Tulisan ini hendak berbicara tentang manusia. Makhluk unik yang senantiasa mengundang simpati para pemikir dalam wacana luas kemanusiaan. Betapa tidak? Di dalam diri manusia sendiri terselubung begitu banyak teka-teki, yang sampai detik sekarang pun belum bisa terpecahkan. Beruntung bagi manusia yang memilih beragama Islam, sedikit banyaknya teka-teki tersebut sudah bisa dijawab, tanpa harus beradu pikir dengan yang lainnya. Contoh kecil saja, kenapa manusia memiliki kecenderungan beragama? Maka, di antara jawabannya tercantum dalam surat Ar Rum ayat 30, yang menyatakan bahwa manusia pada dasarnya diciptakan sebagai makhluk beragama tauhid (fitrah).
Konsep fitrah di atas, telah dikonfirmasi oleh terminology filsafat barat, yang mengatakan bahwa manusia berkedudukan sebagai homo religious, yakni sebuah pandangan bahwa manusia merupakan makhluk yang memiliki kecenderungan untuk mempercayai, beragama atau menyembah sesuatu. Barangkali inilah yang dimaksud Muhammad Natsir, dalam bukunya yang berjudul Islam Sebagai Dasar Negara (2014). Dalam buku tersebut, beliau memaparkan bahwa; paham hidup yang menggerakan jiwa rakyat Indonesia adalah agama, maka konsekuensinya asas negara pun harus berlandasakan agama.

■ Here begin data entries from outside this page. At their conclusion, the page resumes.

//! finplan - Terminal personal-finance planner
//!
//! This library provides the core of the finplan application: monthly plans
//! with income and expenses, grouped by category and paid from accounts, and
//! the food budget breakdown that spreads a month's food budget over
//! week-aligned blocks.
//!
//! # Architecture
//!
//! The crate is organized into the following modules:
//!
//! - `config`: Configuration and path management
//! - `error`: Custom error types
//! - `logging`: Tracing subscriber setup
//! - `models`: Core data models (months, expenses, categories, cycles, etc.)
//! - `storage`: JSON file storage and the key-value store
//! - `provider`: The month/expense data provider
//! - `services`: Business logic layer, including the budget allocator
//! - `display`: Terminal formatting
//! - `cli`: Command handlers
//!
//! # Example
//!
//! ```rust
//! use chrono::NaiveDate;
//! use finplan::models::CycleSettings;
//! use finplan::services::{allocate, BudgetPeriodConfig};
//!
//! let config = BudgetPeriodConfig::new(3000.0, "June 2026", CycleSettings::calendar());
//! let today = NaiveDate::from_ymd_opt(2026, 6, 10).unwrap();
//! let result = allocate(&config, today).unwrap();
//! assert_eq!(result.blocks()[0].block_budget(), 700.0);
//! ```

pub mod cli;
pub mod config;
pub mod display;
pub mod error;
pub mod logging;
pub mod models;
pub mod provider;
pub mod services;
pub mod storage;

pub use error::{FinplanError, FinplanResult};
//! Category model
//!
//! Categories group a month's expenses. INCOME categories ("Charge Others")
//! are listed alongside expense categories but never count toward spending.

use serde::{Deserialize, Serialize};
use std::fmt;

use super::ids::CategoryId;
use super::money::Money;

/// Sort position used for categories without an explicit sequence number
pub const DEFAULT_SEQ_NO: i32 = 99;

/// Whether a category records spending or money coming back in
#[derive(Debug, Clone, Copy, PartialEq, Eq, Hash, Serialize, Deserialize, Default)]
#[serde(rename_all = "UPPERCASE")]
pub enum CategoryType {
    #[default]
    Expense,
    Income,
}

impl CategoryType {
    /// Parse category type from string
    pub fn parse(s: &str) -> Option<Self> {
        match s.trim().to_lowercase().as_str() {
            "expense" => Some(Self::Expense),
            "income" => Some(Self::Income),
            _ => None,
        }
    }
}

impl fmt::Display for CategoryType {
    fn fmt(&self, f: &mut fmt::Formatter<'_>) -> fmt::Result {
        match self {
            Self::Expense => write!(f, "Expense"),
            Self::Income => write!(f, "Income"),
        }
    }
}

/// A spending category
#[derive(Debug, Clone, PartialEq, Serialize, Deserialize)]
#[serde(rename_all = "camelCase")]
pub struct Category {
    pub id: CategoryId,

    pub name: String,

    #[serde(rename = "type", default, skip_serializing_if = "Option::is_none")]
    pub category_type: Option<CategoryType>,

    /// Amount used when a new month is filled from the template
    #[serde(default)]
    pub default_amount: Money,

    /// Display order; lower comes first
    #[serde(default, skip_serializing_if = "Option::is_none")]
    pub seq_no: Option<i32>,
}

impl Category {
    /// Create a new expense category
    pub fn new(id: CategoryId, name: impl Into<String>) -> Self {
        Self {
            id,
            name: name.into(),
            category_type: Some(CategoryType::Expense),
            default_amount: Money::zero(),
            seq_no: None,
        }
    }

    /// Builder-style setter for the template amount
    pub fn with_default_amount(mut self, amount: Money) -> Self {
        self.default_amount = amount;
        self
    }

    /// Builder-style setter for the display order
    pub fn with_seq_no(mut self, seq_no: i32) -> Self {
        self.seq_no = Some(seq_no);
        self
    }

    /// Builder-style setter for the category type
    pub fn with_type(mut self, category_type: CategoryType) -> Self {
        self.category_type = Some(category_type);
        self
    }

    pub fn is_income(&self) -> bool {
        self.category_type == Some(CategoryType::Income)
    }

    /// Credit card repayment categories are paid from credit card accounts only
    pub fn is_credit_card(&self) -> bool {
        self.name.to_lowercase().contains("credit card")
    }

    /// Position used when ordering category groups
    pub fn sort_key(&self) -> i32 {
        self.seq_no.unwrap_or(DEFAULT_SEQ_NO)
    }

    /// Validate the category
    pub fn validate(&self) -> Result<(), CategoryValidationError> {
        if self.name.trim().is_empty() {
            return Err(CategoryValidationError::EmptyName);
        }

        if self.default_amount.is_negative() {
            return Err(CategoryValidationError::NegativeDefaultAmount);
        }

        Ok(())
    }
}

impl fmt::Display for Category {
    fn fmt(&self, f: &mut fmt::Formatter<'_>) -> fmt::Result {
        write!(f, "{}", self.name)
    }
}

/// Validation errors for categories
#[derive(Debug, Clone, PartialEq, Eq)]
pub enum CategoryValidationError {
    EmptyName,
    NegativeDefaultAmount,
}

impl fmt::Display for CategoryValidationError {
    fn fmt(&self, f: &mut fmt::Formatter<'_>) -> fmt::Result {
        match self {
            Self::EmptyName => write!(f, "Category name cannot be empty"),
            Self::NegativeDefaultAmount => write!(f, "Default amount cannot be negative"),
        }
    }
}

impl std::error::Error for CategoryValidationError {}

Lebih jauh, di dalam bukunya yang lain, yang berjudul Revolusi Indonesia (2017), ia menggambarkan betapa beratnya perjuangan kemerdekaan Indonesia, yang tidak luput dari pekikan takbir para Kiyai.

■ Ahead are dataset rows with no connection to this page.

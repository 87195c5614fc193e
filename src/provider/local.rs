//! Local JSON-backed provider
//!
//! Serves the month/expense operations from the repositories in
//! [`Storage`], persisting after every mutation.

use std::collections::HashMap;

use tracing::{debug, info};

use super::FinanceProvider;
use crate::error::{FinplanError, FinplanResult};
use crate::models::{
    Account, AccountId, CalendarMonth, Category, CategoryId, Expense, ExpenseId, ExpenseStatus,
    ExpenseUpdate, Money, Month, MonthId, NewAccount, NewExpense, NewMonth,
};
use crate::storage::Storage;

/// Provider over the local JSON repositories
pub struct LocalProvider<'a> {
    storage: &'a Storage,
}

impl<'a> LocalProvider<'a> {
    pub fn new(storage: &'a Storage) -> Self {
        Self { storage }
    }

    fn require_month(&self, id: MonthId) -> FinplanResult<Month> {
        self.storage
            .months
            .get(id)?
            .ok_or_else(|| FinplanError::month_not_found(id.to_string()))
    }

    fn require_category(&self, id: CategoryId) -> FinplanResult<Category> {
        self.storage
            .categories
            .get(id)?
            .ok_or_else(|| FinplanError::category_not_found(id.to_string()))
    }

    fn require_account(&self, id: AccountId) -> FinplanResult<Account> {
        self.storage
            .accounts
            .get(id)?
            .ok_or_else(|| FinplanError::account_not_found(id.to_string()))
    }

    /// Attach category and account records to every expense of the month
    fn resolve(&self, mut month: Month) -> FinplanResult<Month> {
        let categories: HashMap<CategoryId, Category> = self
            .storage
            .categories
            .get_all()?
            .into_iter()
            .map(|c| (c.id, c))
            .collect();
        let accounts: HashMap<AccountId, Account> = self
            .storage
            .accounts
            .get_all()?
            .into_iter()
            .map(|a| (a.id, a))
            .collect();

        if let Some(expenses) = month.expenses.as_mut() {
            for expense in expenses.iter_mut() {
                expense.category = expense.category_id.and_then(|id| categories.get(&id).cloned());
                expense.account = expense.account_id.and_then(|id| accounts.get(&id).cloned());
            }
        }
        Ok(month)
    }

    fn resolve_expense(&self, mut expense: Expense) -> FinplanResult<Expense> {
        expense.category = match expense.category_id {
            Some(id) => self.storage.categories.get(id)?,
            None => None,
        };
        expense.account = match expense.account_id {
            Some(id) => self.storage.accounts.get(id)?,
            None => None,
        };
        Ok(expense)
    }

    /// One unpaid expense per spending category with a default amount
    fn template_expenses(&self) -> FinplanResult<Vec<Expense>> {
        let mut expenses = Vec::new();
        for category in self.storage.categories.get_all()? {
            if category.is_income() || !category.default_amount.is_positive() {
                continue;
            }
            expenses.push(Expense {
                id: self.storage.months.next_expense_id()?,
                amount: category.default_amount,
                note: None,
                status: ExpenseStatus::Unpaid,
                category_id: Some(category.id),
                category: None,
                account_id: None,
                account: None,
            });
        }
        Ok(expenses)
    }

    fn check_month_name(&self, name: &str) -> FinplanResult<()> {
        let duplicate = || FinplanError::Duplicate {
            entity_type: "Month",
            identifier: name.to_string(),
        };

        if self.storage.months.get_by_name(name)?.is_some() {
            return Err(duplicate());
        }
        if let Ok(calendar) = CalendarMonth::parse(name) {
            if self.storage.months.month_exists(calendar)? {
                return Err(duplicate());
            }
        }
        Ok(())
    }
}

impl FinanceProvider for LocalProvider<'_> {
    fn list_months(&self) -> FinplanResult<Vec<Month>> {
        let months = self.storage.months.get_all()?;
        debug!(count = months.len(), "listed months");
        Ok(months
            .into_iter()
            .map(|mut m| {
                m.expenses = None;
                m
            })
            .collect())
    }

    fn get_month(&self, id: MonthId) -> FinplanResult<Month> {
        let month = self.require_month(id)?;
        self.resolve(month)
    }

    fn create_month(&self, new_month: &NewMonth) -> FinplanResult<Month> {
        let name = new_month.name.trim();
        if name.is_empty() {
            return Err(FinplanError::Validation("Month name cannot be empty".into()));
        }
        if new_month.total_income.is_negative() {
            return Err(FinplanError::Validation("Income cannot be negative".into()));
        }
        self.check_month_name(name)?;

        let mut month = self
            .storage
            .months
            .create(name.to_string(), new_month.total_income)?;

        if new_month.auto_fill_from_template {
            month.expenses = Some(self.template_expenses()?);
            self.storage.months.update(month.clone())?;
        }
        self.storage.months.save()?;

        info!(month = %month.name, expenses = month.expenses().len(), "created month");
        self.resolve(month)
    }

    fn update_month(&self, id: MonthId, total_income: Money) -> FinplanResult<Month> {
        if total_income.is_negative() {
            return Err(FinplanError::Validation("Income cannot be negative".into()));
        }

        let mut month = self.require_month(id)?;
        month.total_income = total_income;
        self.storage.months.update(month.clone())?;
        self.storage.months.save()?;

        info!(month = %month.name, income = %total_income, "updated month income");
        self.resolve(month)
    }

    fn delete_month(&self, id: MonthId) -> FinplanResult<()> {
        if !self.storage.months.delete(id)? {
            return Err(FinplanError::month_not_found(id.to_string()));
        }
        self.storage.months.save()?;

        info!(month_id = %id, "deleted month");
        Ok(())
    }

    fn add_expense(&self, new_expense: &NewExpense) -> FinplanResult<Expense> {
        new_expense
            .validate()
            .map_err(|e| FinplanError::Validation(e.to_string()))?;

        let mut month = self.require_month(new_expense.month_id)?;
        if let Some(category_id) = new_expense.category_id {
            self.require_category(category_id)?;
        }
        if let Some(account_id) = new_expense.account_id {
            self.require_account(account_id)?;
        }

        let expense = Expense {
            id: self.storage.months.next_expense_id()?,
            amount: new_expense.amount,
            note: new_expense
                .note
                .as_ref()
                .map(|n| n.trim().to_string())
                .filter(|n| !n.is_empty()),
            status: new_expense.status,
            category_id: new_expense.category_id,
            category: None,
            account_id: new_expense.account_id,
            account: None,
        };

        month
            .expenses
            .get_or_insert_with(Vec::new)
            .push(expense.clone());
        self.storage.months.update(month)?;
        self.storage.months.save()?;

        info!(expense_id = %expense.id, amount = %expense.amount, "added expense");
        self.resolve_expense(expense)
    }

    fn update_expense(&self, id: ExpenseId, update: &ExpenseUpdate) -> FinplanResult<Expense> {
        update
            .validate()
            .map_err(|e| FinplanError::Validation(e.to_string()))?;
        if let Some(Some(account_id)) = update.account_id {
            self.require_account(account_id)?;
        }

        let (month_id, _) = self
            .storage
            .months
            .find_expense(id)?
            .ok_or_else(|| FinplanError::expense_not_found(id.to_string()))?;
        let mut month = self.require_month(month_id)?;

        let expense = month
            .expenses
            .get_or_insert_with(Vec::new)
            .iter_mut()
            .find(|e| e.id == id)
            .ok_or_else(|| FinplanError::expense_not_found(id.to_string()))?;
        update.apply_to(expense);
        let updated = expense.clone();

        self.storage.months.update(month)?;
        self.storage.months.save()?;

        debug!(expense_id = %id, status = %updated.status, "updated expense");
        self.resolve_expense(updated)
    }

    fn delete_expense(&self, id: ExpenseId) -> FinplanResult<()> {
        let (month_id, _) = self
            .storage
            .months
            .find_expense(id)?
            .ok_or_else(|| FinplanError::expense_not_found(id.to_string()))?;
        let mut month = self.require_month(month_id)?;

        if let Some(expenses) = month.expenses.as_mut() {
            expenses.retain(|e| e.id != id);
        }
        self.storage.months.update(month)?;
        self.storage.months.save()?;

        info!(expense_id = %id, "deleted expense");
        Ok(())
    }

    fn list_categories(&self) -> FinplanResult<Vec<Category>> {
        self.storage.categories.get_all()
    }

    fn list_accounts(&self) -> FinplanResult<Vec<Account>> {
        self.storage.accounts.get_all()
    }

    fn create_account(&self, new_account: &NewAccount) -> FinplanResult<Account> {
        let account = new_account
            .clone()
            .into_account(self.storage.accounts.next_id()?);
        account
            .validate()
            .map_err(|e| FinplanError::Validation(e.to_string()))?;

        if self.storage.accounts.name_exists(&account.name)? {
            return Err(FinplanError::Duplicate {
                entity_type: "Account",
                identifier: account.name,
            });
        }

        self.storage.accounts.upsert(account.clone())?;
        self.storage.accounts.save()?;

        info!(account = %account.name, "created account");
        Ok(account)
    }
}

Berbicara Indonesia dan pekikan takbir saat ini, tentu menjadi suatu hal yang menarik, karena tak jarang, suara takbir saat ini kerap diasosiasikan sebagai ekspresi intoleran, bahkan sebagai ancaman, hingga tak jarang mengundang pejorasi (ejekan) dari beberapa golongan. Yang menggelitik pikir, kenapa ekspresi kegamaan dipandang sebagai simbol intoleransi, lalu yang jadi pertanyaan, apa makna toleransi itu sendiri? Lalu kenapa harus lilin yang menjadi simbolnya?
Pertama, kenapa harus lilin, barangkali pemaparan Hieronimus bisa membantu menjawab pertanyaan tersebut. Hieronimus atau yang lebih dikenal dengan julukan Santo Jarome, yakni salah seorang pelopor penterjemah Injil (347-420 M) dalam magnum opus-nya yang berjudul Contra Vigilantium menjelaskan tentang awal mula penggunaa nyala lilin, yang diadopsi dari budaya Romawi, dalam ummat Kristiani sendiri nyala lilin digunakan sebagai penghormatan untuk sakramen Mahakudus, dan penyerta dalam prosesi liturgy (peribadatan). Dengan kata lain penggunaan lilin dalam prosesi keagamaan Kristiani sendiri, merupakan paktik heterodoksi (bid’ah). Jika betul menyalakan lilin bagian dari prosesi liturgy (ibadah), maka simbolisasi toleransi dengan hal tersebut, malah justru menjadi ekspresi sentiment sara.
Kedua tentang makna toleransi. Sependek yang penulis tahu, toleransi berasal dari bahasa Latin, tolerare yang artinya membiarkan, jika sepakat toleransi artinya ‘membiarkan’, kenapa tidak dibiarkan saja takbir itu berkumandang. Terlepas dari semua itu, pada kenyataannya Islam mengajarkan saling menghormati, tapi tidak ada agama yang mengajarkan toleransi. Dalam arti yang lain, tidak ada agama yang ‘membiarkan’ pemeluknya berprilaku seenaknya. Jangan-jangan konsep toleransi sendiri, hanya akal-akalan saja, buktinya suara takbir dipandang selogan kaum intoleran. Jika demikian adanya, maka penulis patut bangga, karena kemerdekaan Indoensia, mengalir dari darah para syuhada intoleran, seperti yang Muhammad Natsir jelaskan.